Posted in Biography, Books, Literary/Artistic Criticism, Louisiana, Media Archive, Monographs, United States on 2013-12-05 20:01Z by Steven

Louisiana Creole Literature: A Historical Study

University Press of Mississippi
2013-10-17
256 pages
6 x 9 inches, bibliography, index
Hardback ISBN: 9781617039102

Catharine Savage Brosman, Professor Emerita of French
Tulane University, New Orleans, Louisiana

Louisiana Creole Literature is a broad-ranging critical reading of belles lettres—in both French and English—connected to and generally produced by the distinctive Louisiana Creole peoples, chiefly in the southeastern part of the state. The book covers primarily the nineteenth and twentieth centuries, the flourishing period during which the term Creole had broad and contested cultural reference in Louisiana.

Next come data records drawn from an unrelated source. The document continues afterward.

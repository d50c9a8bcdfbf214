//! Persisting audit output
//!
//! Files are named `{username}_github_{kind}_{YYYY-MM-DD_HH-MM-SS}.{ext}` and
//! written into a caller-chosen directory, created on demand.

use std::fs;
use std::io;
use std::path::{Path, PathBuf};

use chrono::{DateTime, Utc};
use log::info;
use thiserror::Error;

use crate::audit::AuditResult;

const TIMESTAMP_FORMAT: &str = "%Y-%m-%d_%H-%M-%S";

#[derive(Debug, Error)]
pub enum ReportError {
    #[error("failed to write {path}: {source}")]
    Io {
        path: PathBuf,
        #[source]
        source: io::Error,
    },

    #[error("failed to serialize audit result: {0}")]
    Json(#[from] serde_json::Error),
}

/// File name for one report artifact.
#[must_use]
pub fn report_file_name(username: &str, kind: &str, ext: &str, now: DateTime<Utc>) -> String {
    format!(
        "{username}_github_{kind}_{}.{ext}",
        now.format(TIMESTAMP_FORMAT)
    )
}

/// Write the pretty-printed audit as JSON; returns the file path.
pub fn write_audit_json(
    dir: &Path,
    result: &AuditResult,
    now: DateTime<Utc>,
) -> Result<PathBuf, ReportError> {
    let json = serde_json::to_string_pretty(result)?;
    let name = report_file_name(&result.user_info.username, "audit", "json", now);
    let path = write_file(dir, &name, json.as_bytes())?;
    info!("Audit data saved to {}", path.display());
    Ok(path)
}

/// Write the same JSON under the `audit_debug` kind, kept apart from the
/// report proper when `save_debug_json` is set.
pub fn write_debug_json(
    dir: &Path,
    result: &AuditResult,
    now: DateTime<Utc>,
) -> Result<PathBuf, ReportError> {
    let json = serde_json::to_string_pretty(result)?;
    let name = report_file_name(&result.user_info.username, "audit_debug", "json", now);
    let path = write_file(dir, &name, json.as_bytes())?;
    info!("Debug JSON saved to {}", path.display());
    Ok(path)
}

/// Write a Markdown narrative; returns the file path.
pub fn write_narrative(
    dir: &Path,
    username: &str,
    markdown: &str,
    now: DateTime<Utc>,
) -> Result<PathBuf, ReportError> {
    let name = report_file_name(username, "assessment", "md", now);
    let path = write_file(dir, &name, markdown.as_bytes())?;
    info!("Assessment saved to {}", path.display());
    Ok(path)
}

fn write_file(dir: &Path, name: &str, contents: &[u8]) -> Result<PathBuf, ReportError> {
    fs::create_dir_all(dir).map_err(|source| ReportError::Io {
        path: dir.to_path_buf(),
        source,
    })?;
    let path = dir.join(name);
    fs::write(&path, contents).map_err(|source| ReportError::Io {
        path: path.clone(),
        source,
    })?;
    Ok(path)
}
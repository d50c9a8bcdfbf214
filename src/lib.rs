//! `github_audit` - sampled audits of a GitHub user's public activity
//!
//! The [`audit`] pipeline reads a profile, its repositories, recent commits
//! and a seeded sample of source files through the [`github`] client, then
//! assembles an [`AuditResult`]. [`report`] persists it and [`narrative`]
//! optionally asks a language model for a written assessment.

// Module declarations
pub mod audit;
pub mod config;
pub mod github;
pub mod narrative;
pub mod report;
pub mod runtime;

// Re-export runtime types
pub use runtime::AsyncTask;

// Re-export GitHub client types
pub use github::{GitHubClient, GitHubClientBuilder, GitHubError, GitHubResult, ListCommitsOptions};

// Re-export audit pipeline types
pub use audit::{AuditConfig, AuditError, AuditResult, AuditSource, Auditor};

pub use config::{AppConfig, ConfigError};
pub use narrative::{NarrativeConfig, NarrativeError, OpenAiSummarizer, Summarizer};
pub use report::{ReportError, write_audit_json, write_debug_json, write_narrative};
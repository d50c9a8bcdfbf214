//! End-to-end behavior of a successful audit.

use github_audit::audit::sampler::sample;
use github_audit::audit::{AuditResult, REDACTED};
use github_audit::{AuditConfig, Auditor};
use tokio_util::sync::CancellationToken;

use super::fake_source::{FakeSource, USER, dir, now, repo};

async fn run(source: FakeSource, config: AuditConfig) -> (AuditResult, Vec<String>) {
    let auditor = Auditor::new(source, config);
    let result = auditor
        .perform_full_audit_at(USER, now(), &CancellationToken::new())
        .await
        .unwrap();
    (result, auditor.source().calls())
}

#[tokio::test]
async fn stale_repository_is_never_a_candidate() {
    let mut source = FakeSource::with_repos(vec![
        repo("fresh", 10),
        repo("stale", 6 * 365 + 30),
        repo("recent", 20),
    ]);
    source.populate("fresh", &["src/main.rs"]);
    source.populate("recent", &["app.py"]);
    source.populate("stale", &["old.go"]);

    let (result, calls) = run(source, AuditConfig::default()).await;

    let summary = &result.analysis_summary;
    assert_eq!(result.repo_stats.statistics.analysis_repos, 2);
    assert_eq!(summary.repos_analyzed_for_code, vec!["fresh", "recent"]);
    assert!(summary.repos_with_errors.is_empty());
    assert!(!summary.repos_analyzed_for_code.iter().any(|r| r == "stale"));
    assert!(!calls.iter().any(|c| c.contains("stale")));

    // still counted in the overall statistics
    assert_eq!(result.repo_stats.statistics.total_repos, 3);
}

#[tokio::test]
async fn file_sampling_is_reproducible_for_a_seed() {
    let paths: Vec<String> = (0..50).map(|i| format!("src/module_{i:02}.rs")).collect();
    let refs: Vec<&str> = paths.iter().map(String::as_str).collect();

    let build = || {
        let mut source = FakeSource::with_repos(vec![repo("big", 5)]);
        source.populate("big", &refs);
        source
    };
    let config = AuditConfig {
        sample_file_count: 5,
        random_seed: 42,
        ..AuditConfig::default()
    };

    let (first, _) = run(build(), config.clone()).await;
    let (second, _) = run(build(), config).await;

    let picked: Vec<&str> = first.file_analysis.iter().map(|f| f.path.as_str()).collect();
    let again: Vec<&str> = second.file_analysis.iter().map(|f| f.path.as_str()).collect();
    assert_eq!(picked.len(), 5);
    assert!(first.file_analysis.iter().all(|f| f.repo == "big"));
    assert_eq!(picked, again);
    assert_eq!(picked, sample(refs.clone(), 5, 42));
}

#[tokio::test]
async fn most_recently_updated_candidates_win() {
    let mut repos = vec![
        repo("alpha", 40),
        repo("zulu", 3),
        repo("mike", 30),
        repo("bravo", 1),
        repo("echo", 60),
    ];
    repos[0].stars = 500;
    repos[4].stars = 1000;
    let mut source = FakeSource::with_repos(repos);
    for name in ["alpha", "zulu", "mike", "bravo", "echo"] {
        source.populate(name, &["lib.rs"]);
    }
    let config = AuditConfig {
        sampled_repo_count: 2,
        ..AuditConfig::default()
    };

    let (result, calls) = run(source, config).await;

    assert_eq!(
        result.analysis_summary.repos_analyzed_for_code,
        vec!["bravo", "zulu"]
    );
    assert_eq!(result.repo_stats.statistics.analysis_repos, 2);
    assert_eq!(result.repo_stats.statistics.total_stars, 1500);
    assert!(!calls.iter().any(|c| c == "commits:echo" || c == "commits:alpha"));
}

#[tokio::test]
async fn repository_records_are_enriched() {
    let mut source = FakeSource::with_repos(vec![repo("tool", 2)]);
    source.populate("tool", &["src/lib.rs", "tests/cli_test.py"]);
    source.trees.get_mut("tool").unwrap().extend([
        dir("src"),
        super::fake_source::blob("README.md"),
        super::fake_source::blob("Cargo.toml"),
    ]);
    source
        .blobs
        .insert("tool/tests/cli_test.py".into(), "def test_cli():\n    assert run()\n".into());
    source
        .languages
        .insert("tool".into(), vec!["Rust".into(), "Python".into()]);

    let (result, _) = run(source, AuditConfig::default()).await;

    let record = &result.repo_stats.original_repos[0];
    assert_eq!(record.languages_used, vec!["Rust", "Python"]);
    assert_eq!(record.commit_count, 1);
    assert_eq!(record.file_count, 2);
    assert!(record.include_in_analysis);

    let mut files = result.file_analysis.clone();
    files.sort_by(|a, b| a.path.cmp(&b.path));
    assert_eq!(files[0].path, "src/lib.rs");
    assert_eq!(files[0].language, "Rust");
    assert!(!files[0].has_tests);
    assert_eq!(files[1].language, "Python");
    assert!(files[1].has_tests);
    assert_eq!(files[1].size, files[1].content.len());
    assert_eq!(files[1].lines, 3);

    assert_eq!(result.commit_details.len(), 1);
    assert_eq!(
        result.commit_details[0].files_changed,
        vec!["src/lib.rs", "tests/cli_test.py"]
    );
}

#[tokio::test]
async fn missing_language_data_does_not_fail_a_repository() {
    let mut source = FakeSource::with_repos(vec![repo("quiet", 2)]);
    source.populate("quiet", &["main.go"]);

    let (result, _) = run(source, AuditConfig::default()).await;

    assert_eq!(result.analysis_summary.repos_analyzed_for_code, vec!["quiet"]);
    assert!(result.repo_stats.original_repos[0].languages_used.is_empty());
}

#[tokio::test]
async fn repository_without_user_commits_is_skipped_silently() {
    let mut source = FakeSource::with_repos(vec![repo("theirs", 2), repo("mine", 3)]);
    source.populate("mine", &["main.go"]);
    source.trees.insert("theirs".into(), vec![super::fake_source::blob("x.go")]);

    let (result, calls) = run(source, AuditConfig::default()).await;

    let summary = &result.analysis_summary;
    assert_eq!(summary.repos_analyzed_for_code, vec!["mine"]);
    assert!(summary.repos_with_errors.is_empty());
    assert_eq!(summary.repos_without_user_commits, vec!["theirs"]);
    assert_eq!(summary.total_repos_attempted, 1);
    assert!(!calls.iter().any(|c| c == "tree:theirs"));
    assert!(!result.repo_stats.original_repos[0].include_in_analysis);
}

#[tokio::test]
async fn statistics_partition_and_redaction() {
    let mut fork = repo("forked-lib", 4);
    fork.fork = true;
    fork.fork_source = Some("upstream/forked-lib".into());
    fork.stars = 3;
    let mut own = repo("own", 5);
    own.stars = 7;
    let mut source = FakeSource::with_repos(vec![fork, own, repo("ancient", 4000)]);
    source.populate("forked-lib", &["a.rs"]);
    source.populate("own", &["b.rs"]);

    let config = AuditConfig {
        token: "ghp_secret".into(),
        ..AuditConfig::default()
    };
    let (result, _) = run(source, config).await;

    let stats = &result.repo_stats.statistics;
    assert_eq!(stats.total_repos, 3);
    assert_eq!(stats.original_repos, 2);
    assert_eq!(stats.forked_repos, 1);
    assert_eq!(stats.total_repos, stats.original_repos + stats.forked_repos);
    assert_eq!(stats.total_stars, 10);
    assert!(result.repo_stats.forked_repos.iter().all(|r| r.fork));
    assert!(result.repo_stats.original_repos.iter().all(|r| !r.fork));

    assert_eq!(result.audit_parameters.token, REDACTED);
    let json = serde_json::to_string(&result).unwrap();
    assert!(!json.contains("ghp_secret"));
}

#[tokio::test]
async fn significant_forks_stay_zero_because_user_commits_is_never_filled() {
    let mut fork = repo("busy-fork", 1);
    fork.fork = true;
    let mut source = FakeSource::with_repos(vec![fork]);
    source.populate("busy-fork", &["main.rs"]);
    let commits: Vec<_> = (0..30)
        .map(|i| super::fake_source::commit("busy-fork", &format!("sha{i}")))
        .collect();
    for c in &commits {
        source.commit_files.insert(c.sha.clone(), vec!["main.rs".into()]);
    }
    source.commits.insert("busy-fork".into(), commits);

    let (result, _) = run(source, AuditConfig::default()).await;

    let fork = &result.repo_stats.forked_repos[0];
    assert_eq!(fork.commit_count, 30);
    assert_eq!(fork.user_commits, 0);
    assert!(!fork.is_significant);
    assert_eq!(result.repo_stats.statistics.significant_forks, 0);
}

#[tokio::test]
async fn commits_are_capped_per_repository() {
    let mut source = FakeSource::with_repos(vec![repo("chatty", 1)]);
    source.populate("chatty", &["main.rs"]);
    let commits: Vec<_> = (0..20)
        .map(|i| super::fake_source::commit("chatty", &format!("c{i}")))
        .collect();
    source.commits.insert("chatty".into(), commits);
    let config = AuditConfig {
        commits_per_repo: 5,
        ..AuditConfig::default()
    };

    let (result, _) = run(source, config).await;

    assert_eq!(result.commit_details.len(), 5);
    // per-commit lookups for unknown shas fail and leave the paths empty
    assert!(result.commit_details.iter().all(|c| c.files_changed.is_empty()));
    assert_eq!(
        result.analysis_summary.repos_analyzed_for_code,
        vec!["chatty"]
    );
}

#[tokio::test]
async fn persisted_json_uses_snake_case_fields() {
    let mut source = FakeSource::with_repos(vec![repo("one", 1)]);
    source.populate("one", &["main.rs"]);
    let (result, _) = run(source, AuditConfig::default()).await;

    let tmp = tempfile::tempdir().unwrap();
    let path = github_audit::write_audit_json(tmp.path(), &result, now()).unwrap();
    let value: serde_json::Value =
        serde_json::from_str(&std::fs::read_to_string(path).unwrap()).unwrap();

    assert_eq!(value["user_info"]["username"], USER);
    assert_eq!(value["repo_stats"]["statistics"]["analysis_repos"], 1);
    assert_eq!(value["analysis_summary"]["total_repos_attempted"], 1);
    assert_eq!(value["audit_parameters"]["token"], REDACTED);
    assert!(value["file_analysis"][0]["has_tests"].is_boolean());
}
//! GitHub public user profile retrieval operation.

use crate::audit::types::UserProfile;
use crate::github::{error::GitHubError, util::or_empty, util::spawn_task};
use crate::runtime::AsyncTask;
use chrono::{DateTime, Utc};
use octocrab::Octocrab;
use serde::Deserialize;
use std::sync::Arc;

#[derive(Debug, Deserialize)]
struct UserPayload {
    login: String,
    name: Option<String>,
    company: Option<String>,
    location: Option<String>,
    email: Option<String>,
    created_at: Option<DateTime<Utc>>,
    updated_at: Option<DateTime<Utc>>,
    #[serde(default)]
    public_repos: u32,
    #[serde(default)]
    public_gists: u32,
    #[serde(default)]
    followers: u32,
    #[serde(default)]
    following: u32,
    plan: Option<PlanPayload>,
}

#[derive(Debug, Deserialize)]
struct PlanPayload {
    name: Option<String>,
}

impl From<UserPayload> for UserProfile {
    fn from(user: UserPayload) -> Self {
        UserProfile {
            username: user.login,
            name: or_empty(user.name),
            company: or_empty(user.company),
            location: or_empty(user.location),
            email: or_empty(user.email),
            created_at: user.created_at.unwrap_or_default(),
            public_repos: user.public_repos,
            public_gists: user.public_gists,
            followers: user.followers,
            following: user.following,
            subscription_plan: user.plan.and_then(|p| p.name).unwrap_or_default(),
            updated_at: user.updated_at.unwrap_or_default(),
        }
    }
}

/// Get the public profile of `username` (`GET /users/{username}`).
pub(crate) fn get_user(
    inner: Arc<Octocrab>,
    username: impl Into<String>,
) -> AsyncTask<Result<UserProfile, GitHubError>> {
    let username = username.into();
    spawn_task(async move {
        if username.trim().is_empty() {
            return Err(GitHubError::InvalidInput("username cannot be empty".into()));
        }
        let user: UserPayload = inner
            .get(format!("/users/{username}"), None::<&()>)
            .await
            .map_err(GitHubError::from)?;
        Ok(user.into())
    })
}
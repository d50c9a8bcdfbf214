//! Remote data source seam for the audit pipeline

use std::future::Future;

use crate::audit::types::{CommitRecord, RepositoryRecord, TreeEntry, UserProfile};
use crate::github::{GitHubClient, GitHubResult, ListCommitsOptions};

/// Everything the audit reads from a code host
///
/// [`GitHubClient`] is the production implementation; tests substitute an
/// in-memory fake.
pub trait AuditSource: Send + Sync {
    fn get_profile(&self, username: &str) -> impl Future<Output = GitHubResult<UserProfile>> + Send;

    /// All repositories of `username`, every page merged in encounter order.
    fn list_repositories(
        &self,
        username: &str,
    ) -> impl Future<Output = GitHubResult<Vec<RepositoryRecord>>> + Send;

    /// Language names ordered by byte volume, largest first.
    fn get_languages(
        &self,
        owner: &str,
        repo: &str,
    ) -> impl Future<Output = GitHubResult<Vec<String>>> + Send;

    /// Up to `limit` commits by `author`, most recent first.
    fn list_commits(
        &self,
        owner: &str,
        repo: &str,
        author: &str,
        limit: usize,
    ) -> impl Future<Output = GitHubResult<Vec<CommitRecord>>> + Send;

    fn get_commit_files(
        &self,
        owner: &str,
        repo: &str,
        sha: &str,
    ) -> impl Future<Output = GitHubResult<Vec<String>>> + Send;

    fn get_tree(
        &self,
        owner: &str,
        repo: &str,
        reference: &str,
    ) -> impl Future<Output = GitHubResult<Vec<TreeEntry>>> + Send;

    /// Decoded text of one file at the default branch.
    fn get_blob_content(
        &self,
        owner: &str,
        repo: &str,
        path: &str,
    ) -> impl Future<Output = GitHubResult<String>> + Send;
}

impl AuditSource for GitHubClient {
    async fn get_profile(&self, username: &str) -> GitHubResult<UserProfile> {
        self.get_user(username).join().await
    }

    async fn list_repositories(&self, username: &str) -> GitHubResult<Vec<RepositoryRecord>> {
        GitHubClient::list_repositories(self, username).join().await
    }

    async fn get_languages(&self, owner: &str, repo: &str) -> GitHubResult<Vec<String>> {
        self.list_languages(owner, repo).join().await
    }

    async fn list_commits(
        &self,
        owner: &str,
        repo: &str,
        author: &str,
        limit: usize,
    ) -> GitHubResult<Vec<CommitRecord>> {
        let options = ListCommitsOptions::by_author(author, limit);
        GitHubClient::list_commits(self, owner, repo, options)
            .join()
            .await
    }

    async fn get_commit_files(&self, owner: &str, repo: &str, sha: &str) -> GitHubResult<Vec<String>> {
        GitHubClient::get_commit_files(self, owner, repo, sha).join().await
    }

    async fn get_tree(&self, owner: &str, repo: &str, reference: &str) -> GitHubResult<Vec<TreeEntry>> {
        GitHubClient::get_tree(self, owner, repo, reference).join().await
    }

    async fn get_blob_content(&self, owner: &str, repo: &str, path: &str) -> GitHubResult<String> {
        self.get_file_contents(owner, repo, path, None).join().await
    }
}
//! Configuration for audit runs

use serde::{Deserialize, Serialize};

use crate::audit::error::InvalidSetting;

/// Placeholder written over credentials before parameters leave the process
pub const REDACTED: &str = "[REDACTED]";

/// Parameters for one audit
///
/// Constructed explicitly and handed to [`Auditor`](crate::audit::Auditor);
/// the redacted copy is embedded in every [`AuditResult`](crate::audit::AuditResult).
#[derive(Clone, Serialize, Deserialize, Debug, PartialEq, Eq)]
#[serde(default)]
pub struct AuditConfig {
    pub token: String,
    /// Upper bound on repositories fetched in detail (most recently updated win)
    pub sampled_repo_count: usize,
    pub commits_per_repo: usize,
    /// Upper bound on code files sampled per repository
    pub sample_file_count: usize,
    /// Recency window in calendar years
    pub analysis_years: u32,
    #[serde(rename = "include_private_repos")]
    pub include_private_repo: bool,
    pub random_seed: u64,
    pub save_debug_json: bool,
}

impl Default for AuditConfig {
    fn default() -> Self {
        Self {
            token: String::new(),
            sampled_repo_count: 10,
            commits_per_repo: 50,
            sample_file_count: 3,
            analysis_years: 5,
            include_private_repo: false,
            random_seed: 42,
            save_debug_json: false,
        }
    }
}

impl AuditConfig {
    /// Copy of this configuration safe to persist or send upstream.
    #[must_use]
    pub fn redacted(&self) -> Self {
        Self {
            token: REDACTED.to_string(),
            ..self.clone()
        }
    }

    /// Reject counts that would make the audit meaningless.
    pub fn validate(&self) -> Result<(), InvalidSetting> {
        let checks = [
            ("sampled_repo_count", self.sampled_repo_count),
            ("commits_per_repo", self.commits_per_repo),
            ("sample_file_count", self.sample_file_count),
            ("analysis_years", self.analysis_years as usize),
        ];
        for (field, value) in checks {
            if value == 0 {
                return Err(InvalidSetting::zero(field));
            }
        }
        Ok(())
    }

    #[must_use]
    pub fn has_token(&self) -> bool {
        !self.token.trim().is_empty()
    }
}
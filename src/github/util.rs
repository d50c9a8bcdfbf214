//! GitHub API utilities

use crate::runtime::AsyncTask;
use std::future::Future;

/// Spawn an async task for GitHub API operations.
#[inline]
pub fn spawn_task<T, F>(work: F) -> AsyncTask<T>
where
    T: Send + 'static,
    F: Future<Output = T> + Send + 'static,
{
    AsyncTask::spawn_async(work)
}

/// Clamp a requested item count to GitHub's per-page maximum.
#[must_use]
pub fn page_size(requested: usize) -> u8 {
    requested.clamp(1, 100) as u8
}

/// Treat a JSON `null`/absent string the way the audit records expect.
#[must_use]
pub fn or_empty(value: Option<String>) -> String {
    value.unwrap_or_default()
}
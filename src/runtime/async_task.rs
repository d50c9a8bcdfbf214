//! Async task handle for GitHub API operations.
//!
//! Each remote call is spawned onto the tokio runtime and its result is
//! delivered through a oneshot channel. Dropping the handle aborts the
//! spawned task, so an abandoned request does not keep running.

use std::future::Future;
use std::pin::Pin;
use std::task::{Context, Poll};
use tokio::sync::oneshot;
use tokio::task::JoinHandle;

/// A handle to an asynchronous task that produces a single result.
///
/// Awaiting the handle yields `Err(RecvError)` only if the spawned task
/// panicked or was aborted before sending.
pub struct AsyncTask<T> {
    rx: oneshot::Receiver<T>,
    handle: Option<JoinHandle<()>>,
}

impl<T> AsyncTask<T>
where
    T: Send + 'static,
{
    /// Create from oneshot receiver (for advanced use).
    #[inline]
    #[must_use]
    pub fn new(rx: oneshot::Receiver<T>) -> Self {
        Self { rx, handle: None }
    }

    /// Spawn an async operation onto the current runtime.
    #[inline]
    pub fn spawn_async<F>(future: F) -> Self
    where
        F: Future<Output = T> + Send + 'static,
    {
        let (tx, rx) = oneshot::channel();
        let handle = tokio::task::spawn(async move {
            let _ = tx.send(future.await);
        });
        Self {
            rx,
            handle: Some(handle),
        }
    }
}

impl<T, E> AsyncTask<Result<T, E>>
where
    T: Send + 'static,
    E: From<oneshot::error::RecvError> + Send + 'static,
{
    /// Await the task and fold a lost channel into the operation's error type.
    pub async fn join(self) -> Result<T, E> {
        match self.await {
            Ok(result) => result,
            Err(recv) => Err(E::from(recv)),
        }
    }
}

impl<T> Future for AsyncTask<T> {
    type Output = Result<T, oneshot::error::RecvError>;

    #[inline]
    fn poll(mut self: Pin<&mut Self>, cx: &mut Context<'_>) -> Poll<Self::Output> {
        Pin::new(&mut self.rx).poll(cx)
    }
}

impl<T> Drop for AsyncTask<T> {
    fn drop(&mut self) {
        if let Some(handle) = self.handle.take() {
            handle.abort();
        }
    }
}
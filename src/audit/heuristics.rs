//! Lexical heuristics over raw file text
//!
//! Keyword and ratio checks, not static analysis. Thresholds and keyword
//! lists are fixed.

use serde::{Deserialize, Serialize};

/// Substrings (lower-case) that mark a file as containing tests.
const TEST_INDICATORS: [&str; 10] = [
    "test",
    "assert",
    "expect",
    "should",
    "describe",
    "it(",
    "@test",
    "unittest",
    "testing.t",
    "t.run",
];

/// Control-flow keywords counted (as raw substrings) by [`assess_complexity`].
const COMPLEXITY_KEYWORDS: [&str; 10] = [
    "if", "else", "for", "while", "switch", "case", "try", "catch", "finally", "throw",
];

const COMMENT_PREFIXES: [&str; 3] = ["//", "#", "/*"];

const LONG_LINE: usize = 120;

/// Coarse documentation/readability bucket.
#[derive(Debug, Clone, Copy, PartialEq, Eq, Serialize, Deserialize)]
pub enum QualityLabel {
    Good,
    Fair,
    NeedsImprovement,
    Unknown,
}

impl QualityLabel {
    #[inline]
    #[must_use]
    pub const fn as_str(&self) -> &'static str {
        match self {
            Self::Good => "Good",
            Self::Fair => "Fair",
            Self::NeedsImprovement => "Needs Improvement",
            Self::Unknown => "Unknown",
        }
    }
}

/// Coarse control-flow density bucket.
#[derive(Debug, Clone, Copy, PartialEq, Eq, Serialize, Deserialize)]
pub enum ComplexityLabel {
    High,
    Medium,
    Low,
    Unknown,
}

impl ComplexityLabel {
    #[inline]
    #[must_use]
    pub const fn as_str(&self) -> &'static str {
        match self {
            Self::High => "High",
            Self::Medium => "Medium",
            Self::Low => "Low",
            Self::Unknown => "Unknown",
        }
    }
}

/// True if `content` mentions any test keyword, ignoring case.
#[must_use]
pub fn has_test_indicators(content: &str) -> bool {
    if content.is_empty() {
        return false;
    }
    let lower = content.to_lowercase();
    TEST_INDICATORS.iter().any(|needle| lower.contains(needle))
}

/// Bucket `content` by comment density and long-line density.
///
/// A line is a comment when its trimmed form starts with `//`, `#` or `/*`;
/// a long line exceeds 120 bytes. Lines are split on `\n` only.
#[must_use]
pub fn assess_code_quality(content: &str) -> QualityLabel {
    if content.is_empty() {
        return QualityLabel::Unknown;
    }

    let mut total_lines = 0usize;
    let mut comment_lines = 0usize;
    let mut long_lines = 0usize;

    for line in content.split('\n') {
        total_lines += 1;
        let trimmed = line.trim();
        if COMMENT_PREFIXES.iter().any(|p| trimmed.starts_with(p)) {
            comment_lines += 1;
        }
        if line.len() > LONG_LINE {
            long_lines += 1;
        }
    }

    let comment_ratio = comment_lines as f64 / total_lines as f64;
    let long_line_ratio = long_lines as f64 / total_lines as f64;

    if comment_ratio > 0.2 && long_line_ratio < 0.1 {
        QualityLabel::Good
    } else if comment_ratio > 0.1 && long_line_ratio < 0.2 {
        QualityLabel::Fair
    } else {
        QualityLabel::NeedsImprovement
    }
}

/// Bucket `content` by control-flow keyword occurrences per line.
///
/// Keywords are counted as case-insensitive, non-overlapping substrings, so
/// `elif` contributes an `if` and `format` a `for`.
#[must_use]
pub fn assess_complexity(content: &str) -> ComplexityLabel {
    if content.is_empty() {
        return ComplexityLabel::Unknown;
    }

    let lower = content.to_lowercase();
    let keyword_count: usize = COMPLEXITY_KEYWORDS
        .iter()
        .map(|kw| lower.matches(kw).count())
        .sum();
    let lines = content.split('\n').count();

    let ratio = keyword_count as f64 / lines as f64;
    if ratio > 0.1 {
        ComplexityLabel::High
    } else if ratio > 0.05 {
        ComplexityLabel::Medium
    } else {
        ComplexityLabel::Low
    }
}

The study consists in part of literary history and biography. When available and appropriate, each discussion–arranged chronologically–provides pertinent personal information on authors, as well as publishing facts. Readers will find also summaries and evaluation of key texts, some virtually unknown, others of difficult access. Brosman illuminates the biographies and works of Kate Chopin, Lafcadio Hearn, George Washington Cable, Grace King, and Adolphe Duhart, among others. In addition, she challenges views that appear to be skewed regarding canon formation. The book places emphasis on poetry and fiction, reaching from early nineteenth-century writing through the twentieth century to selected works by poets still writing in the early twenty-first century. A few plays are treated also, especially by Victor Séjour. Louisiana Creole Literature examines at length the writings of important Francophone figures, and certain Anglophone novelists likewise receive extended treatment. Since much of nineteenth-century Louisiana literature was transnational, the book considers Creole-based works which appeared in Paris as well as those published locally.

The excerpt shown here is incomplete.